We spoke to InPlanet’s founder Felix Harteneck about the challenges of leading a German-Brazilian company, the importance of rigorous MRV systems in building scalable carbon dioxide removal (CDR) technologies, and how his focus on ERW is inspired by CDR processes already found in nature.

Could you start by giving us a short explanation of what InPlanet does?

InPlanet is an Enhanced Rock Weathering (ERW) company. We have headquarters in Germany, as well as in Piracicaba, Brazil. We’re building a platform to connect farmers and mines, with a view to spreading gigatons of rock powder over the coming years to sequester carbon.

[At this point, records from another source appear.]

/// Flags of the `run` command.
#[derive(Args, Clone, Debug, Default)]
pub struct RunArgs {
    /// TOML settings file; flags given on the command line take precedence
    #[arg(long, value_name = "PATH")]
    pub config: Option<PathBuf>,

    /// MongoDB connection URI (the database may be given in its path)
    #[arg(long, env = "MONGO_TAIL_URI")]
    pub uri: Option<String>,

    /// Database to read, overriding the one in the URI
    #[arg(long, env = "MONGO_TAIL_DATABASE")]
    pub database: Option<String>,

    /// Directory of the checkpoint file [default: .]
    #[arg(long, env = "MONGO_TAIL_PLACEHOLDER_DB_DIR")]
    pub placeholder_db_dir: Option<PathBuf>,

    /// File name of the checkpoint file [default: logstash_sqlite.db]
    #[arg(long, env = "MONGO_TAIL_PLACEHOLDER_DB_NAME")]
    pub placeholder_db_name: Option<String>,

    /// Namespace of the stored checkpoints [default: logstash_since]
    #[arg(long, env = "MONGO_TAIL_PLACEHOLDER_NAMESPACE")]
    pub placeholder_namespace: Option<String>,

    /// Regex matched against collection names
    #[arg(long, env = "MONGO_TAIL_COLLECTION")]
    pub collection: Option<String>,

    /// Collections never watched (comma-separated)
    #[arg(long, value_delimiter = ',')]
    pub exclude_collections: Vec<String>,

    /// Documents fetched per collection per pass [default: 30]
    #[arg(long)]
    pub batch_size: Option<usize>,

    /// Wait after a failed fetch, e.g. "3s" [default: 3s]
    #[arg(long, value_parser = parse_duration)]
    pub retry_delay: Option<Duration>,

    /// First idle sleep [default: 10ms]
    #[arg(long, value_parser = parse_duration)]
    pub poll_floor: Option<Duration>,

    /// Longest idle sleep [default: 5s]
    #[arg(long, value_parser = parse_duration)]
    pub poll_ceiling: Option<Duration>,

    /// Document transform [default: flatten]
    #[arg(long, value_enum)]
    pub parse_method: Option<ParseMethod>,

    /// First-level fields expanded by the dig transform (comma-separated)
    #[arg(long, value_delimiter = ',')]
    pub dig_fields: Vec<String>,

    /// Second-level fields expanded by the dig transform (comma-separated)
    #[arg(long, value_delimiter = ',')]
    pub dig_dig_fields: Vec<String>,

    /// Fields copied verbatim by the flatten transform [default: tags]
    #[arg(long, value_delimiter = ',')]
    pub pass_through_fields: Vec<String>,

    /// Add the ObjectId components as separate fields
    #[arg(long)]
    pub unpack_mongo_id: bool,

    /// Add the whole source document as `log_entry`
    #[arg(long)]
    pub add_log_entry: bool,

    /// Return to the shortest idle sleep after a pass that found documents
    #[arg(long)]
    pub reset_backoff_on_data: bool,

    /// Also store the checkpoint every N documents within a batch
    #[arg(long)]
    pub checkpoint_every: Option<usize>,

    /// Capacity of the queue in front of the output writer [default: 1000]
    #[arg(long)]
    pub channel_capacity: Option<usize>,
}

/// Fully resolved settings of one engine run.
#[derive(Debug, Clone)]
pub struct RunSettings {
    pub source: SourceOpts,
    pub checkpoint: CheckpointConfig,
    pub tail: TailConfig,
    pub channel_capacity: usize,
}

fn list_or(flag: &[String], file: Option<Vec<String>>) -> Option<Vec<String>> {
    if flag.is_empty() {
        file
    } else {
        Some(flag.to_vec())
    }
}

fn duration_or(
    flag: Option<Duration>,
    file: Option<&str>,
    name: &str,
) -> anyhow::Result<Option<Duration>> {
    match (flag, file) {
        (Some(d), _) => Ok(Some(d)),
        (None, Some(raw)) => Ok(Some(
            parse_duration(raw).with_context(|| format!("Invalid {name} in settings file"))?,
        )),
        (None, None) => Ok(None),
    }
}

Can you give a simple explanation of Enhanced Rock Weathering?

Rock weathering itself is the most significant natural process on earth for removing carbon from the atmosphere, and it’s happening all over the world, all the time. When it rains, a small amount of CO2 in the atmosphere reacts with the rainwater to form a weak carbonic acid, which then reacts with rocks and starts to dissolve them. As the rocks dissolve, the minerals in the rock react with carbon to form bicarbonates. These bicarbonates then effectively lock the carbon away for thousands of years. Every year the earth sequesters around one gigaton of carbon through this natural process.

What we do with Enhanced Rock Weathering is basically to optimize and speed up this process. Naturally, it takes hundreds of years to sequester carbon this way, whereas we can bring it down to five years or less. We can also optimize the location of the weathering, to get the most potential out of the rock: we use five tons of rock powder to sequester one ton of CO2. And the rock we use is very accessible, it’s a basalt silicate rock, which makes up 80% of the earth’s rock. So we take it and spread it across farmland in the tropics, where it can start to sequester carbon.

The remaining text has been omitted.